▼▼▼

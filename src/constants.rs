//! Application-wide constants.
//!
//! This module defines constants used throughout the application,
//! including the application name and the foreground service banner.

/// The display name of the application (human-readable, with proper capitalization).
pub const APP_NAME: &str = "MorseVibe";

/// The binary name of the application (used in command examples, lowercase).
pub const APP_BINARY_NAME: &str = "morsevibe";

/// Status line announced while the foreground service is running.
pub const SERVICE_STATUS: &str = "Running in background";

▲▲▲

TASK OBJECTIVE:
What belongs in the answer is the line with "command examples, lowercase)." plus every later line of the listing, copied word for word and nothing besides.

EXERCISE RESULT:
/// The binary name of the application (used in command examples, lowercase).
pub const APP_BINARY_NAME: &str = "morsevibe";

/// Status line announced while the foreground service is running.
pub const SERVICE_STATUS: &str = "Running in background";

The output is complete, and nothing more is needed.